# SDID: Staggered Adoption and Inference

## Table of Contents
1. [Intuition](#intuition)
2. [Formal Treatment](#formal)
3. [Numeric Demonstration](#numeric)
4. [Implementation](#implementation)
5. [Interview Appendix](#interview)
6. [References](#references)

---

**Chapter 25 | Notebook 3 of 3**

This notebook covers inference for SDID using placebo variance estimation,
and extends to staggered adoption settings with multiple treatment cohorts.

In [None]:
# Standard imports
import sys
from pathlib import Path

# Add parent to path for imports
module_path = str(Path.cwd().parent.parent)
if module_path not in sys.path:
    sys.path.insert(0, module_path)

from augmented.common import *
set_notebook_style()

# Additional imports
import cvxpy as cp
from joblib import Parallel, delayed
from scipy.stats import norm

---

## 1. Intuition {#intuition}

### The Inference Challenge

SDID produces a point estimate, but how do we construct confidence intervals?

**Challenges:**
1. Weights are estimated (not known)
2. Few treated units â†’ asymptotic theory may not apply
3. Clustering structure unknown

**Solution: Placebo Variance Estimation**

The key insight: estimate variance by applying SDID to **control units as if treated**.

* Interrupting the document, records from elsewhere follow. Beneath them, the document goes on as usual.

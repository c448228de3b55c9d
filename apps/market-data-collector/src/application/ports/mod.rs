//! Application Ports (Driven)
//!
//! - `MarketDataSource`: one venue connection (public segment or account)
//! - `SourceFactory`: opens sources from configuration

mod market_source_port;

pub use market_source_port::{
    MarketDataSource, PayloadStream, SourceError, SourceFactory, SourceScope, SourceSpec,
};
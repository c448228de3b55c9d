//! Logging Setup
//!
//! Installs a `tracing` subscriber with an `EnvFilter` and a `fmt` layer.
//! `RUST_LOG` directives win over the configured level.
//!
//! # Usage
//!
//! ```ignore
//! use market_data_collector::infrastructure::telemetry;
//!
//! telemetry::init_logging(&config.logging);
//! tracing::info!(venue = "binance", "Collecting");
//! ```
//!
//! The collector is a library: an embedding application that already
//! installed a subscriber keeps it, and this call becomes a no-op.

use tracing_subscriber::EnvFilter;
use tracing_subscriber::filter::Directive;
use tracing_subscriber::layer::SubscriberExt;
use tracing_subscriber::util::SubscriberInitExt;

use crate::infrastructure::config::{LogFormat, LoggingConfig};

/// Crate target used in filter directives.
const CRATE_TARGET: &str = "market_data_collector";

/// Build the filter for `config`.
#[must_use]
pub fn build_filter(config: &LoggingConfig) -> EnvFilter {
    let filter = EnvFilter::from_default_env();
    match crate_directive(&config.level) {
        Some(directive) => filter.add_directive(directive),
        None => {
            eprintln!(
                "Invalid log level '{}', falling back to info",
                config.level
            );
            match crate_directive("info") {
                Some(directive) => filter.add_directive(directive),
                None => filter,
            }
        }
    }
}

fn crate_directive(level: &str) -> Option<Directive> {
    format!("{CRATE_TARGET}={}", level.trim()).parse().ok()
}

/// Install the global subscriber.
///
/// Returns `false` when a subscriber was already installed.
pub fn init_logging(config: &LoggingConfig) -> bool {
    let filter = build_filter(config);
    let result = match config.format {
        LogFormat::Json => tracing_subscriber::registry()
            .with(filter)
            .with(
                tracing_subscriber::fmt::layer()
                    .json()
                    .with_target(true)
                    .with_current_span(false),
            )
            .try_init(),
        LogFormat::Pretty => tracing_subscriber::registry()
            .with(filter)
            .with(
                tracing_subscriber::fmt::layer()
                    .with_target(true)
                    .with_thread_ids(false)
                    .with_file(false)
                    .with_line_number(false),
            )
            .try_init(),
    };
    result.is_ok()
}

// =============================================================================
// Tests
// =============================================================================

> For each control unit $j$:
> 1. Pretend unit $j$ was treated
> 2. Use remaining controls to estimate "placebo effect"
> 3. Under null (no effect), placebo effects should be noise
> 4. Use variance of placebos to estimate SE

### Staggered Adoption

In many applications, treatment rolls out over time:

| Unit | 2015 | 2016 | 2017 | 2018 | 2019 |
|------|------|------|------|------|------|
| A    |  0   |  0   |  1   |  1   |  1   |
| B    |  0   |  0   |  0   |  1   |  1   |
| C    |  0   |  0   |  0   |  0   |  1   |
| D    |  0   |  0   |  0   |  0   |  0   |

**SDID with staggered adoption:**
1. Apply SDID separately for each treatment cohort
2. Pool estimates using inverse-variance weighting
3. Account for using treated units as controls for later cohorts

---

## 2. Formal Treatment {#formal}

### 2.1 Placebo Variance Estimator

For each control unit $j \in \{1, ..., N_{co}\}$:

1. Treat unit $j$ as if it were treated
2. Estimate SDID using remaining $N_{co} - 1$ controls
3. Compute placebo estimate $\hat{\tau}_j^{placebo}$

The variance estimator:

$$\hat{V}^{placebo} = \frac{N_{co}}{N_{co} - 1} \cdot \frac{1}{N_{co}} \sum_{j=1}^{N_{co}} (\hat{\tau}_j^{placebo})^2$$

Under the null hypothesis of no treatment effect:
- True placebo effects are zero
- Estimated placebos reflect sampling variance
- $\sqrt{\hat{V}^{placebo}}$ estimates the standard error

### 2.2 Confidence Intervals

The $(1-\alpha)$ confidence interval:

$$\hat{\tau}^{sdid} \pm z_{1-\alpha/2} \cdot \sqrt{\hat{V}^{placebo}}$$

**Notes:**
1. Uses normal approximation (may need adjustment for small $N_{co}$)
2. Placebo variance accounts for weight estimation uncertainty
3. Valid under assumption that placebo units behave like treated unit

### 2.3 Staggered Adoption Estimator

With cohorts $g \in \{g_1, ..., g_K\}$ (treatment timing):

1. For each cohort $g$, define:
   - Treated units: Units first treated at time $g$
   - Control units: Units not yet treated by time $g$
   
2. Estimate cohort-specific effect: $\hat{\tau}_g^{sdid}$

3. Aggregate:
$$\hat{\tau}^{staggered} = \sum_g \omega_g \hat{\tau}_g^{sdid}$$

Where weights $\omega_g$ can be:
- **Sample size**: $\omega_g \propto N_{tr,g}$
- **Inverse variance**: $\omega_g \propto 1/\hat{V}_g$
- **Post-treatment periods**: $\omega_g \propto T_{post,g}$

---

## 3. Numeric Demonstration {#numeric}

### Load Data and Setup

In [None]:
# Load smoking data
cigar = load_facure_data("smoking.csv")

# Setup
calif_state = 3
treatment_year = 1989

# Pivot to wide format
Y_wide = cigar.pivot(index='state', columns='year', values='cigsale')

# Extract blocks
pre_years = [y for y in Y_wide.columns if y < treatment_year]
post_years = [y for y in Y_wide.columns if y >= treatment_year]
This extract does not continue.